Ao ser perguntando sobre o tipo de informação que troca no grupo,
responde: “Informações sobre dificuldades, oportunidades. Às vezes quanto tem
um haitiano em dificuldade a gente conversa no Whats App, o que pode fazer. Para
situar a criação da associação em Joinville 2015, Whistler rememora o período
em que morou em Porto Alegre e relata que lá já vinha pensando, provocado por
brasileiros e outros haitianos, em criar uma associação.
Sabe-se
que uma associação tem mais poder de criar relações colaborativas com o poder
público, mediante convênios, termos de parceria e contratos de gestão. Ou seja,
o prefeito como chefe do executivo, pode formular parcerias e mais facilmente atender aos interesses dos
haitianos-joinvilenses, se estes se adaptarem ao funcionamento das instituições brasileiras..

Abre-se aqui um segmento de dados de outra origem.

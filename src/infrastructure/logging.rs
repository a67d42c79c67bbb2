//! Logging system configuration and initialization
//!
//! - Console and/or file output, file writes go through a non-blocking writer
//! - Configuration based log level, overridable with `RUST_LOG`
//! - Structured JSON logging (optional)
//! - Local-time timestamps

use anyhow::{Result, anyhow};
use chrono::Local;
use lazy_static::lazy_static;
use std::path::PathBuf;
use std::sync::Mutex;
use tracing::info;
use tracing_appender::{non_blocking, rolling};
use tracing_subscriber::{
    EnvFilter, Layer, Registry,
    fmt::{self, time::FormatTime},
    layer::SubscriberExt,
    util::SubscriberInitExt,
};

pub use crate::infrastructure::config::LoggingConfig;
use crate::infrastructure::config::ConfigManager;

// Keeps the file writer alive for the life of the process
lazy_static! {
    static ref LOG_GUARDS: Mutex<Vec<tracing_appender::non_blocking::WorkerGuard>> =
        Mutex::new(Vec::new());
}

/// Local time formatter with millisecond precision
struct LocalTimeFormatter;

impl FormatTime for LocalTimeFormatter {
    fn format_time(&self, w: &mut fmt::format::Writer<'_>) -> std::fmt::Result {
        write!(w, "{}", Local::now().format("%Y-%m-%d %H:%M:%S%.3f"))
    }
}

/// Resolve the log directory, `<data dir>/logs` unless configured
pub fn get_log_directory(config: &LoggingConfig) -> PathBuf {
    config
        .log_dir
        .clone()
        .unwrap_or_else(|| ConfigManager::app_data_dir().join("logs"))
}

/// Build the filter: `RUST_LOG` wins, otherwise the configured level with
/// noisy dependencies held back unless tracing everything
pub fn build_env_filter(config: &LoggingConfig) -> Result<EnvFilter> {
    if let Ok(filter) = EnvFilter::try_from_default_env() {
        return Ok(filter);
    }

    let mut filter = EnvFilter::try_new(&config.level)
        .map_err(|e| anyhow!("Invalid log level '{}': {}", config.level, e))?;

    if !config.level.to_lowercase().contains("trace") {
        for directive in [
            "sqlx::query=warn",
            "sqlx::sqlite=warn",
            "reqwest=info",
            "hyper=warn",
            "hyper_util=warn",
            "h2=warn",
            "chromiumoxide=warn",
            "tungstenite=warn",
        ] {
            filter = filter.add_directive(directive.parse()?);
        }
    }

    Ok(filter)
}

/// Initialize logging with custom configuration
///
/// ```bash
/// # Show SQL statements while debugging
/// RUST_LOG="debug,sqlx::query=debug" shoe-catalog ingest
/// ```
pub fn init_logging_with_config(config: &LoggingConfig) -> Result<()> {
    if !config.file_output && !config.console_output {
        return Err(anyhow!("No logging output configured"));
    }

    let env_filter = build_env_filter(config)?;

    let console_layer = config.console_output.then(|| {
        fmt::Layer::new()
            .with_writer(std::io::stdout)
            .with_timer(LocalTimeFormatter)
            .with_target(false)
            .boxed()
    });

    let mut log_dir = None;
    let file_layer = if config.file_output {
        let dir = get_log_directory(config);
        std::fs::create_dir_all(&dir)
            .map_err(|e| anyhow!("Failed to create log directory {:?}: {}", dir, e))?;

        let (file_writer, file_guard) = non_blocking(rolling::never(&dir, &config.file_name));
        LOG_GUARDS
            .lock()
            .map_err(|_| anyhow!("Log guard registry poisoned"))?
            .push(file_guard);
        log_dir = Some(dir);

        let layer = fmt::Layer::new()
            .with_writer(file_writer)
            .with_timer(LocalTimeFormatter)
            .with_ansi(false);
        Some(if config.json_format {
            layer.json().with_target(true).with_file(true).with_line_number(true).boxed()
        } else {
            layer.with_target(false).boxed()
        })
    } else {
        None
    };

    Registry::default()
        .with(env_filter)
        .with(console_layer)
        .with(file_layer)
        .try_init()
        .map_err(|e| anyhow!("Failed to install tracing subscriber: {}", e))?;

    info!("Logging system initialized");
    info!("Log level: {}", config.level);
    if let Some(dir) = log_dir {
        info!("Log directory: {:?}", dir);
    }
    Ok(())
}

/// Log system information for diagnostics
pub fn log_system_info() {
    info!("=== Shoe Catalog System Information ===");
    info!("Application version: {}", env!("CARGO_PKG_VERSION"));
    info!("Operating system: {}", std::env::consts::OS);
    info!("Architecture: {}", std::env::consts::ARCH);
    info!("========================================");
}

Além disso uma associação tem maior legitimidade perante o poder público. Quando indagado sobre o alcance dos
objetivos da associação, aparecem duas questões. A primeira diz respeito ao
fato de que vários haitianos participem de cursos preparatórios para o mercado
de trabalho, porém, denuncia o fato de nem sempre essas oportunidades estão
acessíveis aos imigrantes haitianos, deixando claro novamente uma tensão entre
o imigrante e o seu local de destino.
A
busca pela cidadania, o desenvolvimento de estratégias que garantam a
visibilidade do imigrante haitiano, a promoção de debates públicos sobre a
situação desse imigrante na cidade, a denúncias de situação de xenofobia,
preconceito e racismo compõem o cenário do processo imigratório envolvendo os
haitianos em Joinville. Segundo o que foi apurado nas pesquisas não há um único
e homogêneo perfil de imigrante haitiano. São homens e mulheres que comungam
dos mesmos sonhos, mas encontram diferentes maneiras de expressar sua fé, de
manifestar sua cultura, de participar politicamente, de silenciar-se diante de
perguntas, de comunicar-se em crioulo com os seus pares e, dessa forma, fortalecer a sua identidade e
encontrar estratégias para sobreviver e produzir ações de pertencimento em sua nova morada.